What is required:
Give back every line of the data below exactly.

Start of Input data

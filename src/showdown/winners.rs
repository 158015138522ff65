//! Winner resolution (§4.5, steps 1-3): best-permutation scoring per
//! player, hole-card tiebreak, split-pot dedup.

use std::collections::HashMap;

use super::{choose_best, ScoredHand};
use crate::domain::{Card, PlayerId, Roster, WinnerEntry};

fn hole_tiebreak(hole: &[Card]) -> i64 {
    let mut weights: Vec<i64> = hole.iter().map(|c| c.highvalue as i64).collect();
    weights.sort_unstable();
    let min = weights.first().copied().unwrap_or(0);
    let max = weights.last().copied().unwrap_or(0);
    max * 10 + min
}

/// Score every non-folded player's best 7-card permutation, then resolve
/// the winner set per §4.5. Returns the per-player best hand (singleton
/// vec, matching the `PID -> [ScoredPermutation]` analysis-result shape)
/// alongside the deduplicated winner list. Folded players are excluded from
/// both maps entirely: a folded player's hole cards may have been verified
/// (they were still dealt and decrypted) but never compete for the pot.
pub fn resolve_winners(
    private_by_pid: &HashMap<PlayerId, Vec<Card>>,
    public: &[Card],
    roster: &Roster,
) -> (HashMap<PlayerId, Vec<ScoredHand>>, Vec<WinnerEntry>) {
    let mut hands: HashMap<PlayerId, Vec<ScoredHand>> = HashMap::new();
    let mut best_per_player: Vec<(PlayerId, ScoredHand)> = Vec::new();

    for (pid, hole) in private_by_pid {
        let has_folded = roster.get(pid).map(|p| p.has_folded).unwrap_or(false);
        if has_folded {
            continue;
        }
        let mut pool = hole.clone();
        pool.extend(public.iter().cloned());
        let best = choose_best(&pool);
        hands.insert(pid.clone(), vec![best.clone()]);
        best_per_player.push((pid.clone(), best));
    }

    if best_per_player.is_empty() {
        return (hands, Vec::new());
    }

    let top_score = best_per_player.iter().map(|(_, h)| h.score).max().unwrap();
    let mut candidates: Vec<&PlayerId> = best_per_player
        .iter()
        .filter(|(_, h)| h.score == top_score)
        .map(|(pid, _)| pid)
        .collect();

    if candidates.len() > 1 {
        let tiebreaks: HashMap<&PlayerId, i64> = candidates
            .iter()
            .map(|&pid| (pid, hole_tiebreak(&private_by_pid[pid])))
            .collect();
        let top_tiebreak = *tiebreaks.values().max().unwrap();
        candidates.retain(|pid| tiebreaks[pid] == top_tiebreak);
    }

    let mut seen = std::collections::HashSet::new();
    let winners = best_per_player
        .into_iter()
        .filter(|(pid, _)| candidates.contains(&pid) && seen.insert(pid.clone()))
        .map(|(player_id, hand)| WinnerEntry { player_id, hand })
        .collect();

    (hands, winners)
}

End of Input data

Solution for this exercise:
filename src/showdown/winners.rs
repository 158015138522ff65
//! Winner resolution (§4.5, steps 1-3): best-permutation scoring per
//! player, hole-card tiebreak, split-pot dedup.

use std::collections::HashMap;

use super::{choose_best, ScoredHand};
use crate::domain::{Card, PlayerId, Roster, WinnerEntry};

fn hole_tiebreak(hole: &[Card]) -> i64 {
    let mut weights: Vec<i64> = hole.iter().map(|c| c.highvalue as i64).collect();
    weights.sort_unstable();
    let min = weights.first().copied().unwrap_or(0);
    let max = weights.last().copied().unwrap_or(0);
    max * 10 + min
}

/// Score every non-folded player's best 7-card permutation, then resolve
/// the winner set per §4.5. Returns the per-player best hand (singleton
/// vec, matching the `PID -> [ScoredPermutation]` analysis-result shape)
/// alongside the deduplicated winner list. Folded players are excluded from
/// both maps entirely: a folded player's hole cards may have been verified
/// (they were still dealt and decrypted) but never compete for the pot.
pub fn resolve_winners(
    private_by_pid: &HashMap<PlayerId, Vec<Card>>,
    public: &[Card],
    roster: &Roster,
) -> (HashMap<PlayerId, Vec<ScoredHand>>, Vec<WinnerEntry>) {
    let mut hands: HashMap<PlayerId, Vec<ScoredHand>> = HashMap::new();
    let mut best_per_player: Vec<(PlayerId, ScoredHand)> = Vec::new();

    for (pid, hole) in private_by_pid {
        let has_folded = roster.get(pid).map(|p| p.has_folded).unwrap_or(false);
        if has_folded {
            continue;
        }
        let mut pool = hole.clone();
        pool.extend(public.iter().cloned());
        let best = choose_best(&pool);
        hands.insert(pid.clone(), vec![best.clone()]);
        best_per_player.push((pid.clone(), best));
    }

    if best_per_player.is_empty() {
        return (hands, Vec::new());
    }

    let top_score = best_per_player.iter().map(|(_, h)| h.score).max().unwrap();
    let mut candidates: Vec<&PlayerId> = best_per_player
        .iter()
        .filter(|(_, h)| h.score == top_score)
        .map(|(pid, _)| pid)
        .collect();

    if candidates.len() > 1 {
        let tiebreaks: HashMap<&PlayerId, i64> = candidates
            .iter()
            .map(|&pid| (pid, hole_tiebreak(&private_by_pid[pid])))
            .collect();
        let top_tiebreak = *tiebreaks.values().max().unwrap();
        candidates.retain(|pid| tiebreaks[pid] == top_tiebreak);
    }

    let mut seen = std::collections::HashSet::new();
    let winners = best_per_player
        .into_iter()
        .filter(|(pid, _)| candidates.contains(&pid) && seen.insert(pid.clone()))
        .map(|(player_id, hand)| WinnerEntry { player_id, hand })
        .collect();

    (hands, winners)
}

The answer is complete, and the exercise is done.